# Just can't get off the fence.



## Gonna (Jul 22, 2019)

Hello to all. Long time listener first time caller. 

Married 22 years. DS20 DD19 DD17 DD13. 

Not perfect, both of us flawed, but still together. I wouldnt call it a happy marriage for me, but I cant seem to break away either. Even after her having multiple emotional affairs, no respect for relationship boundries that she imposed, a long affair with painkillers and an ongoing affair with kratom, a complete lack of interest in or enthusiasm for sex,(though I do get plenty of chore sex, as she feels guilty for using sex as a means to control the relationship in the past, in her defence) and no ability to comunicate without a fight we are still married. My tendency to drink, coupled with my impulsive personality, and my higher than average sex drive isnt helping

Its the perfect picture of toxic codepentancy, two people, at least one miserable, slowly poisoning each other in some kind of horrible war of attrition damned to end in a cataclysm that leaves all in its wake hollow, bitter, and cynical. I am stunned as the next guy we got this far. 

It's to the point that I wish she would have had a pa, it would make it an easy decision. Or if I have an affair and get caught she can leave me. Or if we were both better people. If i was a better person. The gray area is what hangs me up. What does it take to push someone too far or pull them back into your heart. Its like she has found that line of what I will suffer and gives just enough to check the boxes and make it look good on paper, but no more. 

Or perhaps the kids are why I suffer it, but I've only got a bit over four years left of that as a glue. What then? 

Wow! I'm fun! After reading back through all that, it sounds like I may be in more trouble than an internet forum is rated for. Oh well. 

Please forgive me being so vague, my wife absolutely hates when I look at internet forums, and she knows I have read here before. Dont want to stir the pot, so to say. 


Gonna.


----------



## In Absentia (Aug 21, 2012)

Gonna said:


> Its the perfect picture of toxic codepentancy, two people, at least one miserable, slowly poisoning each other in some kind of horrible war of attrition damned to end in a cataclysm that leaves all in its wake hollow, bitter, and cynical. I am stunned as the next guy we got this far.

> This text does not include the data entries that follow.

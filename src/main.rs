#[cfg(feature = "cli")]
mod cli_main {
    use clap::Parser;
    use std::path::PathBuf;
    use std::sync::Arc;
    use vocoach::app::App;
    use vocoach::audio::recorder::{AudioSource, AudioSourceConfig};
    use vocoach::cli::{artifact_dir, default_sidecar_dir, Cli, Command};
    use vocoach::config::Config;
    use vocoach::defaults;
    use vocoach::engines::{known_engines, HttpProbe, ReadinessProbe};
    use vocoach::error::Result;
    use vocoach::speech::HttpTranscriber;
    use vocoach::tutor::{CourseFile, HttpGrader};

    pub async fn run() -> anyhow::Result<()> {
        let cli = Cli::parse();

        tracing_subscriber::fmt()
            .with_env_filter(
                tracing_subscriber::EnvFilter::try_from_default_env()
                    .unwrap_or_else(|_| tracing_subscriber::EnvFilter::new("warn")),
            )
            .with_writer(std::io::stderr)
            .init();

        let config_path = cli.config.clone().unwrap_or_else(Config::default_path);
        let config = Config::load_or_default(&config_path)?.with_env_overrides();

        match cli.command {
            Some(Command::Run { course, sidecars }) => {
                run_session(config, course, sidecars).await?;
            }
            Some(Command::Engines { sidecars }) => {
                show_engines(sidecars).await;
            }
            Some(Command::Config) | None => {
                print!("{}", toml::to_string_pretty(&config)?);
            }
        }
        Ok(())
    }

    async fn run_session(
        config: Config,
        course: PathBuf,
        sidecars: Option<PathBuf>,
    ) -> anyhow::Result<()> {
        let course = CourseFile::load(&course)?;
        let sidecar_dir = sidecars.unwrap_or_else(default_sidecar_dir);
        let artifacts = artifact_dir();
        std::fs::create_dir_all(&artifacts)?;

        let transcriber = Arc::new(HttpTranscriber::new("127.0.0.1", defaults::STT_PORT));
        let grader = Arc::new(HttpGrader::new("127.0.0.1", defaults::STT_PORT));

        let source_config = AudioSourceConfig {
            device: config.audio.device.clone(),
            sample_rate: config.audio.sample_rate,
        };
        #[cfg(feature = "cpal-audio")]
        let source_factory = Box::new(move || -> Result<Box<dyn AudioSource>> {
            let source = vocoach::audio::capture::CpalAudioSource::new(&source_config)?;
            Ok(Box::new(source))
        });
        #[cfg(not(feature = "cpal-audio"))]
        let source_factory = {
            let _ = source_config;
            Box::new(|| -> Result<Box<dyn AudioSource>> {
                Err(vocoach::VocoachError::AudioCapture {
                    message: "built without the cpal-audio feature".to_string(),
                })
            })
        };

        eprintln!("vocoach {} starting", vocoach::version_string());
        let app = App::new(
            config,
            sidecar_dir,
            artifacts,
            course,
            transcriber,
            grader,
            source_factory,
        );
        app.run().await?;
        Ok(())
    }

    async fn show_engines(sidecars: Option<PathBuf>) {
        let sidecar_dir = sidecars.unwrap_or_else(default_sidecar_dir);
        let probe = HttpProbe::new();
        for spec in known_engines(&sidecar_dir) {
            let script = match spec.locate_script() {
                Some(path) => path.display().to_string(),
                None => "missing".to_string(),
            };
            let serving = probe.is_alive(spec.port).await;
            println!(
                "{:<22} port {:<5} {:<8} script: {}",
                spec.name,
                spec.port,
                if serving { "serving" } else { "down" },
                script,
            );
        }
    }
}

#[cfg(feature = "cli")]
#[tokio::main]
async fn main() -> anyhow::Result<()> {
    cli_main::run().await
}

#[cfg(not(feature = "cli"))]
fn main() {
    eprintln!("vocoach was built without the `cli` feature; nothing to run");
    std::process::exit(1);
}
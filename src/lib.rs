//! Voice-turn orchestration for a local spoken-dialogue tutor.
//!
//! The crate captures microphone audio with silence-based turn detection,
//! supervises locally-run inference sidecars (wake-word spotting, speech
//! synthesis, speech understanding), relays wake triggers from a signal
//! socket, and drives a teach / check / challenge / grade / adapt
//! conversation cycle over the resulting transcripts.
//!
//! Components couple only through the [`bus::EventBus`]; the audio turn
//! controller owns the microphone, the supervisor owns the sidecar
//! processes, and the conversation engine owns no I/O at all.

#![warn(clippy::unwrap_used)]
#![warn(clippy::expect_used)]
#![warn(clippy::let_underscore_must_use)]

pub mod app;
pub mod audio;
pub mod bus;
#[cfg(feature = "cli")]
pub mod cli;
pub mod config;
pub mod defaults;
pub mod engines;
pub mod error;
pub mod speech;
pub mod turn;
pub mod tutor;
pub mod wake;

pub use config::Config;
pub use error::{Result, VocoachError};

/// Package version plus git short hash when built from a checkout.
pub fn version_string() -> String {
    match option_env!("GIT_HASH") {
        Some(hash) => format!("{} ({hash})", env!("CARGO_PKG_VERSION")),
        None => env!("CARGO_PKG_VERSION").to_string(),
    }
}

#[cfg(test)]
mod tests {
    use super::*;

    #[test]
    fn version_string_includes_package_version() {
        assert!(version_string().starts_with(env!("CARGO_PKG_VERSION")));
    }
}
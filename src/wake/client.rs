//! Reconnecting client for the wake-word sidecar's signal socket.
//!
//! The sidecar pushes one JSON object per line over a local TCP socket.
//! Disconnects trigger exponential backoff with a hard retry cap; once the
//! cap is hit the client declares the socket permanently down and refuses
//! to restart until the process is restarted or a new client is built.

use crate::bus::{BusEvent, EventBus, Subscription, Topic};
use crate::defaults;
use crate::error::{Result, VocoachError};
use serde::Deserialize;
use std::sync::atomic::{AtomicBool, Ordering};
use std::sync::{Arc, Mutex};
use std::time::Duration;
use tokio::io::{AsyncBufReadExt, BufReader};
use tokio::net::TcpStream;
use tokio::sync::watch;

/// One line from the wake sidecar.
#[derive(Debug, Deserialize)]
struct WakeSignal {
    #[serde(default)]
    triggered: bool,
    #[serde(default)]
    persona: Option<String>,
}

/// Backoff delay before reconnect attempt `attempt` (1-based).
///
/// Doubles from the base each attempt: 1 s, 2 s, 4 s, 8 s, 16 s.
pub fn retry_delay(attempt: u32) -> Duration {
    let exponent = attempt.saturating_sub(1).min(defaults::WAKE_MAX_RETRIES - 1);
    defaults::WAKE_RETRY_BASE * 2u32.pow(exponent)
}

struct Shared {
    bus: EventBus,
    host: String,
    port: u16,
    /// Set while synthesis plays; wake triggers are suppressed, not queued.
    paused: AtomicBool,
    running: AtomicBool,
    exhausted: AtomicBool,
}

/// Client for the wake sidecar's trigger socket.
pub struct WakeClient {
    shared: Arc<Shared>,
    cancel: Mutex<Option<watch::Sender<bool>>>,
    pause_subs: Mutex<Vec<Subscription>>,
}

impl WakeClient {
    pub fn new(bus: EventBus, host: &str, port: u16) -> Self {
        Self {
            shared: Arc::new(Shared {
                bus,
                host: host.to_string(),
                port,
                paused: AtomicBool::new(false),
                running: AtomicBool::new(false),
                exhausted: AtomicBool::new(false),
            }),
            cancel: Mutex::new(None),
            pause_subs: Mutex::new(Vec::new()),
        }
    }

    /// Connect and relay wake triggers onto the bus.
    ///
    /// Returns immediately; the connection loop runs in a background task.
    /// After retry exhaustion the client is permanently down and this fails
    /// without touching the network again.
    pub fn start(&self) -> Result<()> {
        if self.shared.exhausted.load(Ordering::SeqCst) {
            return Err(VocoachError::WakeRetriesExhausted {
                attempts: defaults::WAKE_MAX_RETRIES,
            });
        }
        if self
            .shared
            .running
            .compare_exchange(false, true, Ordering::SeqCst, Ordering::SeqCst)
            .is_err()
        {
            return Ok(());
        }

        {
            let mut subs = self.pause_subs.lock().unwrap_or_else(|e| e.into_inner());
            let shared = Arc::clone(&self.shared);
            subs.push(self.shared.bus.subscribe(Topic::SpeechStarted, move |_| {
                shared.paused.store(true, Ordering::SeqCst);
            }));
            let shared = Arc::clone(&self.shared);
            subs.push(self.shared.bus.subscribe(Topic::SpeechEnded, move |_| {
                shared.paused.store(false, Ordering::SeqCst);
            }));
        }

        let (cancel_tx, cancel_rx) = watch::channel(false);
        *self.cancel.lock().unwrap_or_else(|e| e.into_inner()) = Some(cancel_tx);

        let shared = Arc::clone(&self.shared);
        tokio::spawn(async move {
            run_loop(shared, cancel_rx).await;
        });
        Ok(())
    }

    /// Stop relaying. Idempotent.
    pub fn stop(&self) {
        if let Some(cancel) = self.cancel.lock().unwrap_or_else(|e| e.into_inner()).take() {
            let _ = cancel.send(true);
        }
        let subs: Vec<Subscription> = self
            .pause_subs
            .lock()
            .unwrap_or_else(|e| e.into_inner())
            .drain(..)
            .collect();
        for sub in subs {
            sub.unsubscribe();
        }
        self.shared.running.store(false, Ordering::SeqCst);
    }

    pub fn is_running(&self) -> bool {
        self.shared.running.load(Ordering::SeqCst)
    }

    pub fn is_paused(&self) -> bool {
        self.shared.paused.load(Ordering::SeqCst)
    }

    pub fn is_exhausted(&self) -> bool {
        self.shared.exhausted.load(Ordering::SeqCst)
    }
}

async fn run_loop(shared: Arc<Shared>, mut cancel: watch::Receiver<bool>) {
    let addr = format!("{}:{}", shared.host, shared.port);
    let mut attempt = 0u32;

    loop {
        let stream = tokio::select! {
            _ = cancel.changed() => break,
            result = TcpStream::connect(&addr) => result,
        };

        match stream {
            Ok(stream) => {
                tracing::info!(addr = %addr, "wake socket connected");
                attempt = 0;
                read_signals(&shared, stream, &mut cancel).await;
                if *cancel.borrow() {
                    break;
                }
                shared
                    .bus
                    .publish(BusEvent::WakeSocketDown { permanent: false });
            }
            Err(e) => {
                tracing::debug!(addr = %addr, "wake socket connect failed: {}", e);
            }
        }

        // The initial connect is not a retry; only reconnect attempts count
        // toward the cap, so every delay in the schedule gets slept.
        if attempt >= defaults::WAKE_MAX_RETRIES {
            tracing::warn!(
                addr = %addr,
                "wake socket unreachable after {} reconnect attempts; giving up",
                attempt
            );
            shared.exhausted.store(true, Ordering::SeqCst);
            shared
                .bus
                .publish(BusEvent::WakeSocketDown { permanent: true });
            break;
        }

        attempt += 1;
        let delay = retry_delay(attempt);
        tracing::debug!(addr = %addr, "reconnecting in {:?} (attempt {})", delay, attempt);
        tokio::select! {
            _ = cancel.changed() => break,
            _ = tokio::time::sleep(delay) => {}
        }
    }

    shared.running.store(false, Ordering::SeqCst);
}

/// Read lines until disconnect or cancel, relaying triggers onto the bus.
async fn read_signals(shared: &Shared, stream: TcpStream, cancel: &mut watch::Receiver<bool>) {
    let mut lines = BufReader::new(stream).lines();
    loop {
        let line = tokio::select! {
            _ = cancel.changed() => return,
            line = lines.next_line() => line,
        };
        match line {
            Ok(Some(line)) => match serde_json::from_str::<WakeSignal>(&line) {
                Ok(signal) if signal.triggered => {
                    if shared.paused.load(Ordering::SeqCst) {
                        tracing::debug!("wake trigger suppressed during playback");
                        continue;
                    }
                    shared.bus.publish(BusEvent::WakeTriggered {
                        persona: signal.persona.unwrap_or_default(),
                    });
                }
                Ok(_) => {}
                Err(e) => tracing::debug!("dropping malformed wake line: {}", e),
            },
            Ok(None) => return,
            Err(e) => {
                tracing::debug!("wake socket read failed: {}", e);
                return;
            }
        }
    }
}
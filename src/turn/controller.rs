//! The audio turn controller.
//!
//! Manages exactly one microphone capture at a time, runs per-frame loudness
//! analysis for voice-activity detection, and decides when a turn ends. The
//! silence-stop gate is the core correctness property here: auto-stop fires
//! only when silence has lasted long enough AND the recording has passed its
//! minimum-duration floor, so a slow starter is never truncated.

use crate::audio::recorder::{AudioSource, SampleBuffer};
use crate::audio::vad::{Clock, LoudnessAnalyzer, SystemClock};
use crate::audio::wav;
use crate::bus::{BusEvent, EventBus};
use crate::defaults;
use crate::error::{Result, VocoachError};
use crate::turn::{
    AmplitudeSample, AmplitudeSource, CancelAck, CaptureMode, CaptureOutcome, StopReason,
};
use crate::wake::FrameFanout;
use std::path::PathBuf;
use std::sync::Arc;
use std::sync::atomic::{AtomicBool, Ordering};
use std::time::{Duration, Instant};
use tokio::sync::watch;

/// Tuning for a capture session, derived from [`crate::config::AudioConfig`].
#[derive(Debug, Clone)]
pub struct TurnConfig {
    pub speech_threshold: f32,
    /// Already clamped to [900, 1200] ms by the config layer.
    pub silence_stop_ms: u32,
    pub min_capture_ms: u32,
    pub sample_rate: u32,
    /// Directory recorded-audio artifacts are written to.
    pub artifact_dir: PathBuf,
}

impl TurnConfig {
    pub fn from_audio(audio: &crate::config::AudioConfig, artifact_dir: PathBuf) -> Self {
        Self {
            speech_threshold: audio.speech_threshold,
            silence_stop_ms: audio.effective_silence_stop_ms(),
            min_capture_ms: defaults::MIN_CAPTURE_MS,
            sample_rate: audio.sample_rate,
            artifact_dir,
        }
    }
}

impl Default for TurnConfig {
    fn default() -> Self {
        Self {
            speech_threshold: defaults::SPEECH_THRESHOLD,
            silence_stop_ms: defaults::SILENCE_STOP_MS,
            min_capture_ms: defaults::MIN_CAPTURE_MS,
            sample_rate: defaults::SAMPLE_RATE,
            artifact_dir: std::env::temp_dir(),
        }
    }
}

/// What one processed frame tells the capture loop.
#[derive(Debug, Clone, Copy)]
pub struct FrameVerdict {
    pub sample: AmplitudeSample,
    pub is_speech: bool,
    /// Both silence-stop conditions are met; the session should end.
    pub auto_stop: bool,
}

/// The synchronous core of one capture attempt.
///
/// Owns the buffered recording and the silence-stop bookkeeping; knows
/// nothing about devices or tasks, which makes the gate testable with a
/// mock clock and scripted frames.
pub struct CaptureSession<C: Clock = SystemClock> {
    mode: CaptureMode,
    clock: C,
    analyzer: LoudnessAnalyzer,
    config: TurnConfig,
    started_at: Instant,
    last_sound: Instant,
    last_elapsed_ms: u64,
    buffer: SampleBuffer,
}

impl<C: Clock> CaptureSession<C> {
    pub fn with_clock(mode: CaptureMode, config: TurnConfig, clock: C) -> Self {
        let now = clock.now();
        let sample_rate = config.sample_rate;
        Self {
            mode,
            clock,
            analyzer: LoudnessAnalyzer::new(),
            config,
            started_at: now,
            // A session that never hears speech still silence-stops,
            // measured from its start.
            last_sound: now,
            last_elapsed_ms: 0,
            buffer: SampleBuffer::new(sample_rate),
        }
    }

    pub fn mode(&self) -> CaptureMode {
        self.mode
    }

    /// Total recording duration so far.
    pub fn duration(&self) -> Duration {
        self.clock.now().duration_since(self.started_at)
    }

    /// Process one analysis frame: buffer it, measure loudness, and apply
    /// the two-condition silence-stop gate.
    pub fn process_frame(&mut self, frame: &[i16]) -> FrameVerdict {
        self.buffer.append(frame);

        let loudness = self.analyzer.analyze(frame);
        let is_speech = loudness.is_speech(self.config.speech_threshold);
        let now = self.clock.now();

        if is_speech {
            self.last_sound = now;
        }

        let silence_elapsed = now.duration_since(self.last_sound);
        let total = now.duration_since(self.started_at);

        // The floor gate always wins: never stop before min_capture_ms,
        // regardless of how long the silence has lasted.
        let auto_stop = silence_elapsed
            > Duration::from_millis(self.config.silence_stop_ms as u64)
            && total >= Duration::from_millis(self.config.min_capture_ms as u64);

        // Amplitude timestamps are monotonic within a session.
        let elapsed_ms = (total.as_millis() as u64).max(self.last_elapsed_ms);
        self.last_elapsed_ms = elapsed_ms;

        FrameVerdict {
            sample: AmplitudeSample {
                level: loudness.level(),
                source: AmplitudeSource::Microphone,
                elapsed_ms,
            },
            is_speech,
            auto_stop,
        }
    }

    /// Finalize the session into an outcome, writing the WAV artifact when
    /// any audio was captured.
    pub fn finish(self, reason: StopReason) -> CaptureOutcome {
        let duration_ms = self.duration().as_millis() as u64;
        let artifact = if self.buffer.is_empty() {
            None
        } else {
            let path = self
                .config
                .artifact_dir
                .join(format!("turn-{}.wav", nanos_now()));
            match wav::write_artifact(&path, self.buffer.samples()) {
                Ok(()) => Some(path),
                Err(e) => {
                    tracing::warn!("failed to write capture artifact: {}", e);
                    None
                }
            }
        };

        CaptureOutcome {
            mode: self.mode,
            reason,
            artifact,
            duration_ms,
        }
    }
}

impl CaptureSession<SystemClock> {
    pub fn new(mode: CaptureMode, config: TurnConfig) -> Self {
        Self::with_clock(mode, config, SystemClock)
    }
}

fn nanos_now() -> u128 {
    std::time::SystemTime::now()
        .duration_since(std::time::UNIX_EPOCH)
        .map(|d| d.as_nanos())
        .unwrap_or(0)
}

struct ActiveCapture {
    cancel_tx: watch::Sender<bool>,
}

/// Owns the microphone and the at-most-one-session invariant.
///
/// `begin_capture` spawns a frame loop that publishes amplitude samples and
/// ends the session on silence, cancellation, or device loss. The device is
/// released before the `CaptureStopped` event is published, so a listener
/// that immediately starts a new capture never contends for a still-held
/// microphone.
pub struct TurnController {
    bus: EventBus,
    config: TurnConfig,
    mic_in_use: Arc<AtomicBool>,
    active: Arc<std::sync::Mutex<Option<ActiveCapture>>>,
    frame_taps: Arc<FrameFanout>,
}

impl TurnController {
    pub fn new(bus: EventBus, config: TurnConfig) -> Self {
        Self {
            bus,
            config,
            mic_in_use: Arc::new(AtomicBool::new(false)),
            active: Arc::new(std::sync::Mutex::new(None)),
            frame_taps: Arc::new(FrameFanout::new()),
        }
    }

    /// The shared "microphone in use" flag; the barge-in monitor checks it
    /// so its tap never runs concurrently with a real capture.
    pub fn mic_in_use_flag(&self) -> Arc<AtomicBool> {
        Arc::clone(&self.mic_in_use)
    }

    /// Registry of raw-frame listeners; every captured frame is broadcast
    /// to whatever is attached (streaming recognizers, level meters).
    pub fn frame_taps(&self) -> Arc<FrameFanout> {
        Arc::clone(&self.frame_taps)
    }

    pub fn is_capturing(&self) -> bool {
        self.active
            .lock()
            .unwrap_or_else(|e| e.into_inner())
            .is_some()
    }

    /// Start a capture session in the given mode.
    ///
    /// Fails fast with `CaptureBusy` if one is already active, and with a
    /// structured microphone failure (no partial session) if the source
    /// cannot start.
    pub fn begin_capture(
        &self,
        mode: CaptureMode,
        mut source: Box<dyn AudioSource>,
    ) -> Result<()> {
        if self
            .mic_in_use
            .compare_exchange(false, true, Ordering::SeqCst, Ordering::SeqCst)
            .is_err()
        {
            return Err(VocoachError::CaptureBusy);
        }

        if let Err(e) = source.start() {
            // No partial state: release the flag before surfacing the error.
            self.mic_in_use.store(false, Ordering::SeqCst);
            return Err(e);
        }

        let (cancel_tx, cancel_rx) = watch::channel(false);
        {
            let mut active = self.active.lock().unwrap_or_else(|e| e.into_inner());
            *active = Some(ActiveCapture { cancel_tx });
        }

        self.bus.publish(BusEvent::CaptureStarted { mode });

        let session = CaptureSession::new(mode, self.config.clone());
        let bus = self.bus.clone();
        let mic_in_use = Arc::clone(&self.mic_in_use);
        let active = Arc::clone(&self.active);
        let taps = Arc::clone(&self.frame_taps);

        tokio::spawn(async move {
            run_capture_loop(session, source, bus, mic_in_use, active, taps, cancel_rx).await;
        });

        Ok(())
    }

    /// Request the active capture to stop.
    ///
    /// Idempotent: with no capture active it reports `already_stopped`
    /// instead of erroring. Cleanup and the `CaptureStopped` event happen on
    /// the capture task.
    pub fn cancel_capture(&self) -> CancelAck {
        let active = self.active.lock().unwrap_or_else(|e| e.into_inner());
        match active.as_ref() {
            Some(capture) => {
                // Send failure means the loop already exited; still a stop.
                let _ = capture.cancel_tx.send(true);
                CancelAck {
                    already_stopped: false,
                }
            }
            None => CancelAck {
                already_stopped: true,
            },
        }
    }
}

/// Frame pacing interval (~33 Hz, within the 30-60 Hz UI feedback target).
const FRAME_INTERVAL: Duration = Duration::from_millis(30);

async fn run_capture_loop(
    mut session: CaptureSession,
    mut source: Box<dyn AudioSource>,
    bus: EventBus,
    mic_in_use: Arc<AtomicBool>,
    active: Arc<std::sync::Mutex<Option<ActiveCapture>>>,
    taps: Arc<FrameFanout>,
    mut cancel_rx: watch::Receiver<bool>,
) {
    let mut ticker = tokio::time::interval(FRAME_INTERVAL);
    ticker.set_missed_tick_behavior(tokio::time::MissedTickBehavior::Skip);

    let reason = loop {
        tokio::select! {
            changed = cancel_rx.changed() => {
                if changed.is_err() || *cancel_rx.borrow() {
                    break StopReason::Cancelled;
                }
            }
            _ = ticker.tick() => {
                let frame = match source.read_samples() {
                    Ok(frame) => frame,
                    Err(e) => {
                        tracing::warn!("device lost mid-capture: {}", e);
                        break StopReason::DeviceLost;
                    }
                };
                if frame.is_empty() {
                    continue;
                }
                taps.broadcast(&frame);

                let verdict = session.process_frame(&frame);
                bus.publish(BusEvent::Amplitude { sample: verdict.sample });

                if verdict.auto_stop {
                    break StopReason::Silence;
                }
            }
        }
    };

    // Release the device and the session slot before publishing, so a
    // listener that immediately begins a new capture does not race the
    // still-held microphone.
    if let Err(e) = source.stop() {
        tracing::warn!("audio source stop failed: {}", e);
    }
    drop(source);
    {
        let mut guard = active.lock().unwrap_or_else(|e| e.into_inner());
        guard.take();
    }
    mic_in_use.store(false, Ordering::SeqCst);

    let outcome = session.finish(reason);
    bus.publish(BusEvent::CaptureStopped { outcome });
}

Sounds like my marriage... :laugh: Another 5 years and you will be free to go? Or are you planning to try and fix it? Seems a bit desperate to me...


----------



## aquarius1 (May 10, 2019)

I'm not inside your marriage, but looking from the outside I see a lot of pain and distance. From here it looks like your wife has issues with addiction or lack of ability to self control. ADHD? You may be the same. Whatever the cause, you are both using substances to cope and numb the pain. 
Not to sound like its ok, but I know many people who stay because of the kids. Doesn't make it right but they stay. When kids reach 18 that's when most folks make their move. But I have to wonder, what example is being set for the kids going forward? How much of a favour are you really doing them in this situation? Addicted mom, co-dependent dad.
You are both in a lot of pain. I can't speak for your partner, but you are looking for answers. Have you thought about counselling for yourself? Addiction counseliing for co-dependent partners? Your eyes may be opened and you will gain some personal insight and strength to move forward
One step at a time. One moment at a time. Just to feel that you are moving in a right direction is sometimes enough.


----------



## Laurentium (May 21, 2017)

I notice you didn't actually ask a question. Maybe step 1 is to figure out what your question really is. All you did was dump all your stuff on our lawn and then step back. 



Gonna said:


> If i was a better person.


Well, that's something you can work on, without needing her cooperation. Stop with the drinking and the impulsivity. Take a look at your childhood, if you haven't already, and figure out where you learned to be codependent.


----------



## Ragnar Ragnasson (Mar 4, 2018)

It may be you still want it to work.
Or, only you know.

Do the what if thing, imagine your life without her, what would it look like?


----------



## jorgegene (May 26, 2012)

you should not be surprised or feel bad that you are agonizing and undecided about this. marriage is no small thing.
we are engrained to believe and think (rightly so) to fight for marriage to the last ounce of strength we have (till death do us part).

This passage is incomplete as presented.